Figure 7

The expression of the APL fusion protein PML/RARα impairs the telomeric function of PML. (a) Representative image from immuno-FISH experiments with a telomere probe (red, Cy3) and an anti-PML antibody (Alexa488), performed in human CD34+ HPCs infected with a control vector (CTRL) or a PML/RARα expressing vector. An enlargement of a PML/Telomere colocalization detected in CTRL cells is shown. (b) Percentage of cells with the indicated number of PML/telomere colocalization in control or PML/RARα expressing human CD34+ HPCs in a representative experiment of three. 100 cells were analyzed. (c) Percentage of CD34+ human HPCs with the indicated percentage of PML signals colocalizing with telomeres in a representative experiment.
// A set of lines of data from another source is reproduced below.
use chrono::NaiveDate;
use goaltrack_core::{
    GoalStore, KvGoalPersistence, ManualClock, MemoryKeyValueStore, NewGoal, Notifier,
    NotifyError, Reminder, RolloverScheduler, SharedGoalStore,
};
use std::sync::{Arc, Mutex};
use std::time::Duration;

fn date(y: i32, m: u32, d: u32) -> NaiveDate {
    NaiveDate::from_ymd_opt(y, m, d).unwrap()
}

#[derive(Clone, Default)]
struct SharedNotifier {
    sent: Arc<Mutex<Vec<Reminder>>>,
}

impl SharedNotifier {
    fn count(&self) -> usize {
        self.sent.lock().unwrap().len()
    }
}

impl Notifier for SharedNotifier {
    fn notify(&self, reminder: &Reminder) -> Result<(), NotifyError> {
        self.sent.lock().unwrap().push(reminder.clone());
        Ok(())
    }
}

type TestStore = SharedGoalStore<KvGoalPersistence<MemoryKeyValueStore>, SharedNotifier, ManualClock>;

fn shared_store(clock: &ManualClock, notifier: &SharedNotifier) -> TestStore {
    Arc::new(Mutex::new(GoalStore::open(
        KvGoalPersistence::new(MemoryKeyValueStore::new()),
        notifier.clone(),
        clock.clone(),
    )))
}

#[tokio::test(start_paused = true)]
async fn first_check_runs_immediately_on_start() {
    let clock = ManualClock::new(date(2024, 1, 1));
    let notifier = SharedNotifier::default();
    let store = shared_store(&clock, &notifier);
    store
        .lock()
        .unwrap()
        .add_goal(NewGoal::new("Read", date(2024, 1, 10)).daily_reset(true))
        .unwrap();

    let handle = RolloverScheduler::new(Duration::from_secs(60)).start(Arc::clone(&store));
    tokio::time::sleep(Duration::from_millis(10)).await;

    assert_eq!(
        store.lock().unwrap().rollover_marker(),
        Some(date(2024, 1, 1))
    );
    assert_eq!(notifier.count(), 1);
    handle.stop().await;
}

#[tokio::test(start_paused = true)]
async fn day_change_is_picked_up_on_next_tick() {
    let clock = ManualClock::new(date(2024, 1, 1));
    let notifier = SharedNotifier::default();
    let store = shared_store(&clock, &notifier);
    let id = store
        .lock()
        .unwrap()
        .add_goal(NewGoal::new("Read", date(2024, 1, 10)).daily_reset(true))
        .unwrap();

    let handle = RolloverScheduler::new(Duration::from_secs(60)).start(Arc::clone(&store));
    tokio::time::sleep(Duration::from_secs(1)).await;
    store.lock().unwrap().toggle_complete(&id).unwrap();

    // Same day: further ticks leave the completion alone.
    tokio::time::sleep(Duration::from_secs(120)).await;
    assert!(store.lock().unwrap().get_goal(&id).unwrap().is_completed_today);
    assert_eq!(notifier.count(), 1);

    clock.advance_days(1);
    tokio::time::sleep(Duration::from_secs(60)).await;

    {
        let guard = store.lock().unwrap();
        assert!(!guard.get_goal(&id).unwrap().is_completed_today);
        assert_eq!(guard.rollover_marker(), Some(date(2024, 1, 2)));
    }
    assert_eq!(notifier.count(), 2);
    handle.stop().await;
}

#[tokio::test(start_paused = true)]
async fn stopped_scheduler_runs_no_more_checks() {
    let clock = ManualClock::new(date(2024, 1, 1));
    let notifier = SharedNotifier::default();
    let store = shared_store(&clock, &notifier);

    let handle = RolloverScheduler::new(Duration::from_secs(60)).start(Arc::clone(&store));
    tokio::time::sleep(Duration::from_secs(1)).await;
    handle.stop().await;

    clock.advance_days(1);
    tokio::time::sleep(Duration::from_secs(600)).await;

    assert_eq!(
        store.lock().unwrap().rollover_marker(),
        Some(date(2024, 1, 1))
    );
}

#[tokio::test(start_paused = true)]
async fn cancel_ends_the_task() {
    let clock = ManualClock::new(date(2024, 1, 1));
    let notifier = SharedNotifier::default();
    let store = shared_store(&clock, &notifier);

    let handle = RolloverScheduler::default().start(store);
    tokio::time::sleep(Duration::from_millis(10)).await;
    assert!(!handle.is_finished());

    handle.cancel();
    tokio::time::sleep(Duration::from_millis(10)).await;

    assert!(handle.is_cancelled());
    assert!(handle.is_finished());
}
In control cells (CTRL) PML-NB were counted. In PML/RARα expressing cells microspeckles were counted. 100 cells were analyzed. One representative experiment of three is shown. (d) Telomere length in murine bone marrow cells obtained between 2 and 4 months after transplant with syngeneic Lin− bone marrow cells, infected in vitro with a control retroviral vector (CTRL) or a PML/RARα expressing vector. Telomeres length is expressed in arbitrary fluorescence units relative to a standard curve. Each dot represents a mouse. A red line indicates the average value: CTRL 29.7±4.6 s.d. PML/RARα 25.8±4.9 s.d. The indicated P-value is based on a two-tailed Student’s t-test.